TLT, a top-40 UK law firm, has committed to a 10-year enterprise transformation programme powered by sa.global’s evergreen platform, built on Microsoft Dynamics 365 and Azure. The announcement, made on June 10, 2026, marks one of the most ambitious cloud-driven overhauls in the legal sector, aiming to unify finance, HR, and matter management into a single, intelligent cloud ecosystem.

TLT’s decision underscores a growing appetite among law firms to ditch legacy on-premise systems in favor of cloud-native, continuously updated platforms. The firm, known for advising major financial institutions, retailers, and government bodies, will adopt the sa.global evergreen platform to modernize its core operations. The 10-year scope isn’t just a software swap—it’s a full-scale re-engineering of how the firm runs its business.

What is sa.global Evergreen?

sa.global evergreen is a Microsoft Cloud-based solution designed for professional services firms. It combines Microsoft Dynamics 365 Finance, Human Resources, and Project Operations with Azure’s infrastructure, AI capabilities, and the Power Platform. Unlike traditional on-premise systems that require painful upgrades every few years, the evergreen model is updated automatically in sync with Microsoft’s release waves. That means TLT will always run the latest version—with new features, security patches, and regulatory updates delivered seamlessly.

The platform also integrates with Microsoft 365, Teams, and SharePoint, creating a connected workspace where lawyers can manage matters, track time, and collaborate securely from any device. For TLT, this promises a much tighter integration between business development, matter pricing, resource planning, and billing—areas where disconnected systems often create bottlenecks.

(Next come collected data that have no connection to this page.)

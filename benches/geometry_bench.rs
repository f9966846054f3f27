//! Mesh generation benchmarks.
#![allow(missing_docs, unused_results)]

use criterion::{black_box, criterion_group, criterion_main, Criterion};
use glam::Vec3;
use molscope::geometry::{generate_cylinder, generate_sphere};
use molscope::picking::{resolve_selection, PickId, Selection};

fn sphere_benchmark(c: &mut Criterion) {
    let mut group = c.benchmark_group("geodesic_sphere");

    for depth in [1, 2, 3, 4, 5].iter() {
        group.bench_with_input(format!("depth_{depth}"), depth, |b, &depth| {
            b.iter(|| {
                black_box(generate_sphere(
                    black_box(Vec3::ZERO),
                    1.0,
                    Vec3::ONE,
                    depth,
                ))
            });
        });
    }

    group.finish();
}

fn cylinder_benchmark(c: &mut Criterion) {
    let mut group = c.benchmark_group("bond_cylinder");

    for smoothness in [8, 32, 120].iter() {
        group.bench_with_input(
            format!("smoothness_{smoothness}"),
            smoothness,
            |b, &smoothness| {
                b.iter(|| {
                    black_box(generate_cylinder(
                        black_box(Vec3::ZERO),
                        black_box(Vec3::new(1.2, 0.3, -0.4)),
                        Vec3::splat(0.3),
                        0.2,
                        smoothness,
                    ))
                });
            },
        );
    }

    group.finish();
}

fn selection_benchmark(c: &mut Criterion) {
    let objects: Vec<PickId> = (1..=255).filter_map(PickId::new).collect();
    let selected: Selection = objects.iter().copied().step_by(2).collect();

    c.bench_function("resolve_selection_255", |b| {
        b.iter(|| {
            black_box(resolve_selection(
                black_box(128),
                &objects,
                &selected,
                true,
            ))
        });
    });
}

criterion_group!(
    benches,
    sphere_benchmark,
    cylinder_benchmark,
    selection_benchmark
);
criterion_main!(benches);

Why TLT Chose Azure and Dynamics 365

TLT’s IT leadership hasn’t publicly detailed every selection criterion, but industry insiders point to several Azure advantages that likely tipped the scales. First, Azure’s UK data centers satisfy strict data residency requirements critical for law firms handling sensitive client information. Microsoft’s UK Azure regions have been live since 2016, offering the compliance certifications that legal regulators demand, including ISO 27001, SOC 2, and the UK’s Cyber Essentials Plus.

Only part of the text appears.